Exercise objective | Go through the records and report each line holding the string "refresh".

Available data |
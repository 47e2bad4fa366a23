//! Space-weather and environmental data acquisition service.
//!
//! The crate pulls live conditions from three public providers (NOAA SWPC
//! real-time feeds, the NASA DONKI event archive, and OpenWeatherMap) and
//! normalizes everything into one canonical [`model::Snapshot`] per refresh
//! cycle. Every provider call that fails is replaced, at the smallest
//! sensible scope, by curated or bounded-random fallback data, so a refresh
//! always yields a complete result.
//!
//! Entry point for consumers is [`aggregate::Aggregator`].

pub mod aggregate;
pub mod cities;
pub mod config;
pub mod fallback;
pub mod ingest;
pub mod logging;
pub mod model;
pub mod scales;
pub mod stations;

pub use aggregate::Aggregator;
pub use config::Config;
pub use model::Snapshot;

Exercise answer |
//! normalizes everything into one canonical [`model::Snapshot`] per refresh
//! sensible scope, by curated or bounded-random fallback data, so a refresh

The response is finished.